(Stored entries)

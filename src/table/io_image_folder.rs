//! Image-folder layout: every image sits next to a same-stem `.txt` annotation.

use std::collections::BTreeMap;
use std::path::{Path, PathBuf};

use tracing::warn;
use walkdir::WalkDir;

use super::has_extension;
use crate::error::DataportError;

const IMAGE_EXTENSIONS: [&str; 6] = ["jpg", "jpeg", "png", "bmp", "webp", "gif"];
const ANNOTATION_EXTENSION: &str = "txt";

/// An image and the text annotating it.
#[derive(Clone, Debug, PartialEq, Eq)]
pub struct ImagePair {
    pub image_path: PathBuf,
    pub annotation: String,
}

/// Scan `dir` recursively for images with annotations, ordered by image path.
///
/// Images without a same-stem annotation are skipped with a warning.
pub fn read_image_folder(dir: &Path) -> Result<Vec<ImagePair>, DataportError> {
    if !dir.is_dir() {
        return Err(DataportError::TableParse {
            path: dir.to_path_buf(),
            message: "image folder content must be a directory".to_string(),
        });
    }

    let mut images = BTreeMap::new();
    for entry in WalkDir::new(dir).follow_links(true) {
        let entry = entry.map_err(|source| DataportError::DirectoryWalk {
            path: dir.to_path_buf(),
            source,
        })?;
        let path = entry.path();
        if entry.file_type().is_file()
            && IMAGE_EXTENSIONS.iter().any(|ext| has_extension(path, ext))
        {
            images.insert(path.to_path_buf(), path.with_extension(ANNOTATION_EXTENSION));
        }
    }

    let mut pairs = Vec::with_capacity(images.len());
    for (image_path, annotation_path) in images {
        if !annotation_path.is_file() {
            warn!(image = %image_path.display(), "image has no annotation, skipping");
            continue;
        }
        let annotation = std::fs::read_to_string(&annotation_path)?;
        pairs.push(ImagePair {
            image_path,
            annotation: annotation.trim_end_matches(['\r', '\n']).to_string(),
        });
    }

    Ok(pairs)
}

/// Collect every image and its annotation into the flat folder `dir`.
///
/// # Errors
/// Fails when two images share a file name, since they would overwrite each other.
pub fn write_image_folder(dir: &Path, pairs: &[ImagePair]) -> Result<(), DataportError> {
    std::fs::create_dir_all(dir)?;

    for pair in pairs {
        let file_name = pair
            .image_path
            .file_name()
            .ok_or_else(|| DataportError::TableWrite {
                path: pair.image_path.clone(),
                message: "image path has no file name".to_string(),
            })?;
        let target = dir.join(file_name);
        if target.exists() {
            return Err(DataportError::TableWrite {
                path: target,
                message: "duplicate image file name".to_string(),
            });
        }

        std::fs::copy(&pair.image_path, &target)?;
        std::fs::write(
            target.with_extension(ANNOTATION_EXTENSION),
            &pair.annotation,
        )?;
    }

    Ok(())
}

__Brief__. The lines to retype run from the start of the entries through the line containing "with a warning."; reproduce them exactly and add nothing.

__Reply__.
filename src/table/io_image_folder.rs
//! Image-folder layout: every image sits next to a same-stem `.txt` annotation.

use std::collections::BTreeMap;
use std::path::{Path, PathBuf};

use tracing::warn;
use walkdir::WalkDir;

use super::has_extension;
use crate::error::DataportError;

const IMAGE_EXTENSIONS: [&str; 6] = ["jpg", "jpeg", "png", "bmp", "webp", "gif"];
const ANNOTATION_EXTENSION: &str = "txt";

/// An image and the text annotating it.
#[derive(Clone, Debug, PartialEq, Eq)]
pub struct ImagePair {
    pub image_path: PathBuf,
    pub annotation: String,
}

/// Scan `dir` recursively for images with annotations, ordered by image path.
///
/// Images without a same-stem annotation are skipped with a warning.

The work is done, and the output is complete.